# To do
Return every line of the data that contains the string "struct".

# Exercise input
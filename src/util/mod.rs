//! Shared utility helpers.

pub mod error;

pub use error::{FrankenError, FrankenResult};
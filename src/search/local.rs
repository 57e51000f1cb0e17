use crate::candidate::match_set::MatchSet;
use crate::grid::{Grid, GridPos, View};
use crate::metric::{sad_with, DefaultSad};
use crate::patch::{PatchRef, PatchView};
use crate::search::neighbors::{neighbor_groups, NeighborAxis};
use crate::search::window::candidate_offsets;
use crate::search::SearchParams;
use crate::util::{FrankenError, FrankenResult};

/// Result of searching the neighbors of one tile.
#[derive(Clone, Debug)]
pub struct TileSearch {
    /// The reference tile itself (clipped at the view border).
    pub target: PatchRef,
    /// Best match per visited neighbor, bounded to `neighbors` entries.
    pub matches: MatchSet<PatchRef>,
}

/// Winning candidate of one neighbor's window.
#[derive(Clone, Copy, Debug)]
struct WindowBest {
    offset: usize,
    score: u64,
    patch: PatchRef,
}

/// Searches every neighbor chain for the tile at `(tile_row, tile_col)`.
pub fn search_tile(
    grid: &Grid,
    reference: GridPos,
    tile_row: usize,
    tile_col: usize,
    params: &SearchParams,
) -> FrankenResult<TileSearch> {
    params.validate()?;
    let view = grid.require_view(reference)?;
    if tile_row >= view.height() || tile_col >= view.width() {
        return Err(FrankenError::RoiOutOfBounds {
            x: tile_col,
            y: tile_row,
            width: params.tile_size,
            height: params.tile_size,
            img_width: view.width(),
            img_height: view.height(),
        });
    }

    let height = (view.height() - tile_row).min(params.tile_size);
    let width = (view.width() - tile_col).min(params.tile_size);
    let target = PatchRef {
        pos: reference,
        row: tile_row,
        col: tile_col,
        height,
        width,
    };
    let target_view = PatchView::new(view, tile_row, tile_col, height, width)?;

    let mut matches = MatchSet::new(params.neighbors);
    for group in neighbor_groups(grid.rows(), grid.cols(), reference, params.grouping) {
        let mut anchor = match group.axis {
            NeighborAxis::SameRow => tile_col,
            NeighborAxis::SameColumn => tile_row,
        };
        for pos in group.views {
            let neighbor = grid.require_view(pos)?;
            let Some(best) = best_in_window(
                target_view,
                &target,
                neighbor,
                pos,
                group.axis,
                anchor,
                params,
            ) else {
                continue;
            };
            // Chain step: the next neighbor in this group is searched around this winner.
            anchor = best.offset;
            matches.insert(best.score, best.patch);
        }
    }

    Ok(TileSearch { target, matches })
}

/// Scores every in-bounds window offset at `neighbor`; first minimum wins.
///
/// Returns `None` when no offset fits, so the neighbor is skipped.
fn best_in_window(
    target_view: PatchView<'_>,
    target: &PatchRef,
    neighbor: &View,
    pos: GridPos,
    axis: NeighborAxis,
    anchor: usize,
    params: &SearchParams,
) -> Option<WindowBest> {
    let (fixed, fixed_extent, fixed_limit, extent, limit) = match axis {
        NeighborAxis::SameRow => (
            target.row,
            target.height,
            neighbor.height(),
            target.width,
            neighbor.width(),
        ),
        NeighborAxis::SameColumn => (
            target.col,
            target.width,
            neighbor.width(),
            target.height,
            neighbor.height(),
        ),
    };
    if fixed + fixed_extent > fixed_limit {
        return None;
    }

    let mut best: Option<WindowBest> = None;
    for offset in candidate_offsets(anchor, params.stride, params.roi, extent, limit) {
        let (row, col) = match axis {
            NeighborAxis::SameRow => (fixed, offset),
            NeighborAxis::SameColumn => (offset, fixed),
        };
        let candidate = PatchView::new_unchecked(neighbor, row, col, target.height, target.width);
        let score = sad_with::<DefaultSad>(target_view, candidate);
        if best.map_or(true, |b| score < b.score) {
            best = Some(WindowBest {
                offset,
                score,
                patch: PatchRef {
                    pos,
                    row,
                    col,
                    height: target.height,
                    width: target.width,
                },
            });
        }
    }
    best
}

#[cfg(test)]
mod tests {
    use super::search_tile;
    use crate::grid::{Grid, GridPos, View};
    use crate::search::{NeighborGrouping, SearchParams};

    fn gradient_view(width: usize, height: usize, shift: usize) -> View {
        let data = (0..height)
            .flat_map(|y| (0..width).map(move |x| ((x + shift) * 10 + y) as u8))
            .collect();
        View::from_planes(vec![data], width, height).unwrap()
    }

    #[test]
    fn finds_shifted_tile_in_row_neighbor() {
        // Neighbor content is shifted left by 2 columns.
        let grid = Grid::new(
            1,
            2,
            vec![gradient_view(12, 4, 0), gradient_view(12, 4, 2)],
        )
        .unwrap();
        let params = SearchParams {
            tile_size: 4,
            neighbors: 1,
            stride: 1,
            roi: 3,
            grouping: NeighborGrouping::Directional,
        };
        let result = search_tile(&grid, GridPos::new(0, 0), 0, 4, &params).unwrap();
        let best = result.matches.into_sorted();
        assert_eq!(best.len(), 1);
        assert_eq!(best[0].score, 0);
        assert_eq!(best[0].item.col, 2);
        assert_eq!(best[0].item.pos, GridPos::new(0, 1));
    }

    #[test]
    fn anchor_propagates_along_the_chain() {
        // Each successive view is shifted 2 more columns; roi 2 only reaches
        // the third view's match if the anchor moved after the second.
        let grid = Grid::new(
            1,
            3,
            vec![
                gradient_view(16, 2, 0),
                gradient_view(16, 2, 2),
                gradient_view(16, 2, 4),
            ],
        )
        .unwrap();
        let params = SearchParams {
            tile_size: 4,
            neighbors: 2,
            stride: 1,
            roi: 2,
            grouping: NeighborGrouping::Directional,
        };
        let result = search_tile(&grid, GridPos::new(0, 0), 0, 8, &params).unwrap();
        let best = result.matches.into_sorted();
        assert_eq!(best.len(), 2);
        assert!(best.iter().all(|entry| entry.score == 0));
        let third = best
            .iter()
            .find(|entry| entry.item.pos == GridPos::new(0, 2))
            .unwrap();
        assert_eq!(third.item.col, 4);
    }

    #[test]
    fn clipped_edge_tile_has_reduced_shape() {
        let grid = Grid::new(1, 2, vec![gradient_view(5, 5, 0), gradient_view(5, 5, 0)]).unwrap();
        let params = SearchParams {
            tile_size: 4,
            neighbors: 1,
            stride: 1,
            roi: 1,
            grouping: NeighborGrouping::Directional,
        };
        let result = search_tile(&grid, GridPos::new(0, 0), 4, 4, &params).unwrap();
        assert_eq!(result.target.shape(), (1, 1));
        let best = result.matches.into_sorted();
        assert_eq!(best[0].item.shape(), (1, 1));
        assert_eq!(best[0].score, 0);
    }

    #[test]
    fn neighbor_too_small_is_skipped() {
        let grid = Grid::new(1, 2, vec![gradient_view(8, 8, 0), gradient_view(8, 2, 0)]).unwrap();
        let params = SearchParams {
            tile_size: 4,
            neighbors: 1,
            stride: 1,
            roi: 1,
            grouping: NeighborGrouping::Directional,
        };
        let result = search_tile(&grid, GridPos::new(0, 0), 4, 0, &params).unwrap();
        assert!(result.matches.is_empty());
    }

    fn chain_params(neighbors: usize, roi: usize) -> SearchParams {
        SearchParams {
            tile_size: 4,
            neighbors,
            stride: 1,
            roi,
            grouping: NeighborGrouping::Directional,
        }
    }

    fn match_cols(result: super::TileSearch) -> Vec<(GridPos, usize, u64)> {
        let mut found: Vec<_> = result
            .matches
            .into_sorted()
            .into_iter()
            .map(|entry| (entry.item.pos, entry.item.col, entry.score))
            .collect();
        found.sort();
        found
    }

    #[test]
    fn short_view_mid_chain_keeps_previous_anchor() {
        // The second neighbor is one row tall, so the 2-row tile cannot sit on
        // it. The third neighbor's match at col 4 is only inside roi 2 if the
        // anchor from the first neighbor (col 6) survives the skip.
        let grid = Grid::new(
            1,
            4,
            vec![
                gradient_view(16, 2, 0),
                gradient_view(16, 2, 2),
                gradient_view(16, 1, 3),
                gradient_view(16, 2, 4),
            ],
        )
        .unwrap();
        let result = search_tile(&grid, GridPos::new(0, 0), 0, 8, &chain_params(3, 2)).unwrap();
        assert_eq!(
            match_cols(result),
            vec![(GridPos::new(0, 1), 6, 0), (GridPos::new(0, 3), 4, 0)]
        );
    }

    #[test]
    fn narrow_view_mid_chain_keeps_previous_anchor() {
        // Every offset of the second neighbor's window runs past its width.
        let grid = Grid::new(
            1,
            4,
            vec![
                gradient_view(16, 2, 0),
                gradient_view(16, 2, 2),
                gradient_view(8, 2, 3),
                gradient_view(16, 2, 4),
            ],
        )
        .unwrap();
        let result = search_tile(&grid, GridPos::new(0, 0), 0, 12, &chain_params(3, 2)).unwrap();
        assert_eq!(
            match_cols(result),
            vec![(GridPos::new(0, 1), 10, 0), (GridPos::new(0, 3), 8, 0)]
        );
    }

    #[test]
    fn unbounded_roi_scans_the_whole_row() {
        let grid = Grid::new(
            1,
            2,
            vec![gradient_view(12, 4, 0), gradient_view(12, 4, 5)],
        )
        .unwrap();
        let result =
            search_tile(&grid, GridPos::new(0, 0), 0, 8, &chain_params(1, usize::MAX)).unwrap();
        assert_eq!(match_cols(result), vec![(GridPos::new(0, 1), 3, 0)]);
    }
}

# Output for this exercise
pub struct TileSearch {
struct WindowBest {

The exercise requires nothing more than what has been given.